The Brookings Institute hosted a discussion with Twitter CEO Dick Costolo, which focused on Twitter’s role in reshaping the “global town square.”
The Knight Foundation announced the eight winners of its Knight News Challenge: Open Gov. These winning projects seek to improve the way people and governments interact, with a focus on making government data more open to citizens.
Code for America announced the House Facts Standard, an important data standard for health and safety information for residential structures.
Philadelphia CDO Mark Headd wrote about how we should judge the value of open data sets, noting that transparency data releases are more difficult to do but very important.
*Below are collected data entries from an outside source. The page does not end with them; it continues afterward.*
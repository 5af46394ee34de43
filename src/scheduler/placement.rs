//! Busy-interval bookkeeping and earliest-slot search.
//!
//! A [`Timeline`] covers `[floor, ceiling)` of one day and holds two kinds
//! of occupancy:
//! - **fixed** intervals (blocked occurrences, standing exclusions) that a
//!   placement must not intersect;
//! - **placed** items, each followed by a trailing gap that the next
//!   placement must also respect.
//!
//! # Algorithm
//! Slot search starts at the requested instant and, whenever the candidate
//! `[start, end + trailing_gap)` conflicts, jumps to the latest end among
//! the conflicting intervals. The start strictly increases and each jump
//! lands on one of finitely many interval ends, so the search terminates
//! after at most one jump per occupied interval.

use chrono::{DateTime, Duration, FixedOffset};

use crate::models::TimeWindow;

#[derive(Debug, Clone, Copy)]
struct Placed {
    window: TimeWindow,
    trailing_gap: Duration,
}

impl Placed {
    fn padded_end(&self) -> DateTime<FixedOffset> {
        self.window.end + self.trailing_gap
    }
}

/// Occupancy of one day for slot searching.
#[derive(Debug, Clone)]
pub struct Timeline {
    floor: DateTime<FixedOffset>,
    ceiling: DateTime<FixedOffset>,
    fixed: Vec<TimeWindow>,
    placed: Vec<Placed>,
}

impl Timeline {
    /// Empty timeline; nothing may start before `floor` or end after `ceiling`.
    pub fn new(floor: DateTime<FixedOffset>, ceiling: DateTime<FixedOffset>) -> Self {
        Self {
            floor,
            ceiling,
            fixed: Vec::new(),
            placed: Vec::new(),
        }
    }

    /// Adds fixed intervals (blocked occurrences).
    pub fn with_fixed(mut self, windows: impl IntoIterator<Item = TimeWindow>) -> Self {
        self.fixed.extend(windows);
        self
    }

    /// Adds a standing exclusion no placement may touch.
    pub fn exclude(&mut self, window: TimeWindow) {
        self.fixed.push(window);
    }

    /// Records a placement followed by `trailing_gap` of required idle time.
    pub fn occupy(&mut self, window: TimeWindow, trailing_gap: Duration) {
        self.placed.push(Placed {
            window,
            trailing_gap,
        });
    }

    /// Earliest bound for placements.
    pub fn floor(&self) -> DateTime<FixedOffset> {
        self.floor
    }

    /// Earliest start at or after `from` for a placement of `duration`
    /// followed by `trailing_gap`, ending no later than `latest_end`.
    ///
    /// Returns `None` if no such slot exists.
    pub fn earliest_slot(
        &self,
        from: DateTime<FixedOffset>,
        duration: Duration,
        trailing_gap: Duration,
        latest_end: DateTime<FixedOffset>,
    ) -> Option<DateTime<FixedOffset>> {
        let latest_end = latest_end.min(self.ceiling);
        let mut start = from.max(self.floor);

        loop {
            let end = start.checked_add_signed(duration)?;
            if end > latest_end {
                return None;
            }
            match self.conflict_end(start, end, trailing_gap) {
                None => return Some(start),
                Some(next) => start = next,
            }
        }
    }

    /// Whether `[start, end)` plus `trailing_gap` fits without conflict.
    pub fn is_free(&self, window: TimeWindow, trailing_gap: Duration) -> bool {
        window.start >= self.floor
            && window.end <= self.ceiling
            && self
                .conflict_end(window.start, window.end, trailing_gap)
                .is_none()
    }

    /// Latest end among intervals conflicting with the candidate, if any.
    fn conflict_end(
        &self,
        start: DateTime<FixedOffset>,
        end: DateTime<FixedOffset>,
        trailing_gap: Duration,
    ) -> Option<DateTime<FixedOffset>> {
        let fixed = self
            .fixed
            .iter()
            .filter(|f| start < f.end && f.start < end)
            .map(|f| f.end);

        let padded_end = end + trailing_gap;
        let placed = self
            .placed
            .iter()
            .filter(|p| start < p.padded_end() && p.window.start < padded_end)
            .map(Placed::padded_end);

        fixed.chain(placed).max()
    }

    /// Minutes in `[floor, ceiling)` not covered by fixed intervals.
    pub fn free_minutes(&self) -> i64 {
        if self.ceiling <= self.floor {
            return 0;
        }
        let span = TimeWindow::new(self.floor, self.ceiling);

        let mut clipped: Vec<TimeWindow> = self
            .fixed
            .iter()
            .filter(|f| f.overlaps(&span))
            .map(|f| TimeWindow::new(f.start.max(span.start), f.end.min(span.end)))
            .collect();
        clipped.sort_by_key(|w| w.start);

        let mut covered = 0;
        let mut current: Option<TimeWindow> = None;
        for w in clipped {
            current = match current {
                Some(c) if w.start <= c.end => Some(TimeWindow::new(c.start, c.end.max(w.end))),
                Some(c) => {
                    covered += c.duration().num_minutes();
                    Some(w)
                }
                None => Some(w),
            };
        }
        if let Some(c) = current {
            covered += c.duration().num_minutes();
        }

        span.duration().num_minutes() - covered
    }
}

#[cfg(test)]
mod tests {
    use super::*;

    fn at(hm: &str) -> DateTime<FixedOffset> {
        DateTime::parse_from_rfc3339(&format!("2026-10-19T{hm}:00+09:00")).unwrap()
    }

    fn win(a: &str, b: &str) -> TimeWindow {
        TimeWindow::new(at(a), at(b))
    }

    fn mins(m: i64) -> Duration {
        Duration::minutes(m)
    }

    fn day() -> Timeline {
        Timeline::new(at("09:00"), at("17:00"))
    }

    #[test]
    fn test_empty_day_starts_at_floor() {
        let t = day();
        assert_eq!(
            t.earliest_slot(at("08:00"), mins(60), mins(0), at("17:00")),
            Some(at("09:00"))
        );
    }

    #[test]
    fn test_skips_blocked() {
        let t = day().with_fixed([win("09:15", "09:45")]);
        // 30 min does not fit 09:00-09:15
        assert_eq!(
            t.earliest_slot(at("09:00"), mins(30), mins(0), at("17:00")),
            Some(at("09:45"))
        );
        // 15 min fits exactly before the meeting
        assert_eq!(
            t.earliest_slot(at("09:00"), mins(15), mins(0), at("17:00")),
            Some(at("09:00"))
        );
    }

    #[test]
    fn test_trailing_gaps_are_respected() {
        let mut t = day();
        t.occupy(win("09:00", "11:00"), mins(30));
        assert_eq!(
            t.earliest_slot(at("09:00"), mins(90), mins(10), at("17:00")),
            Some(at("11:30"))
        );

        // A candidate placed before an item must leave its own gap.
        let mut t = day();
        t.occupy(win("10:00", "11:00"), mins(0));
        assert_eq!(
            t.earliest_slot(at("09:00"), mins(50), mins(15), at("17:00")),
            Some(at("11:00"))
        );
        assert_eq!(
            t.earliest_slot(at("09:00"), mins(45), mins(15), at("17:00")),
            Some(at("09:00"))
        );
    }

    #[test]
    fn test_respects_latest_end() {
        let mut t = day();
        t.occupy(win("09:00", "12:00"), mins(0));
        assert_eq!(
            t.earliest_slot(at("09:00"), mins(60), mins(0), at("12:30")),
            None
        );
        assert_eq!(
            t.earliest_slot(at("09:00"), mins(30), mins(0), at("12:30")),
            Some(at("12:00"))
        );
        // ceiling caps latest_end
        assert_eq!(
            t.earliest_slot(at("16:30"), mins(60), mins(0), at("23:00")),
            None
        );
    }

    #[test]
    fn test_unrepresentable_end_has_no_slot() {
        let t = day();
        assert_eq!(
            t.earliest_slot(at("09:00"), Duration::MAX, mins(0), at("17:00")),
            None
        );
    }

    #[test]
    fn test_is_free() {
        let mut t = day().with_fixed([win("12:00", "13:00")]);
        t.occupy(win("09:00", "10:00"), mins(10));
        assert!(!t.is_free(win("10:05", "10:30"), mins(0)));
        assert!(t.is_free(win("10:10", "10:30"), mins(0)));
        assert!(!t.is_free(win("11:30", "12:30"), mins(0)));
        assert!(!t.is_free(win("08:30", "09:00"), mins(0)));
    }

    #[test]
    fn test_free_minutes_merges_overlaps() {
        let mut t = day().with_fixed([win("09:15", "09:45"), win("09:30", "10:00")]);
        t.exclude(win("16:30", "18:00"));
        // 480 - 45 - 30
        assert_eq!(t.free_minutes(), 405);
        assert_eq!(Timeline::new(at("17:00"), at("09:00")).free_minutes(), 0);
    }
}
Atlantic Cities wrote on the implications of publishing restaurant health inspection scores on Yelp. Could digital reviews make our restaurants cleaners, our municipal data more useful, and change regulation itself?
New from our team
Our Chicago Fellow wrote about the departure of Brett Goldstein and his legacy as CIO and CDO of Chicago.
We wrote on the sharing economy and what this “collaborative consumerism” means for cities.
Stephen Goldsmith detailed how Louisville’s LouieStat program has both improved city government performance and achieved a cultural shift.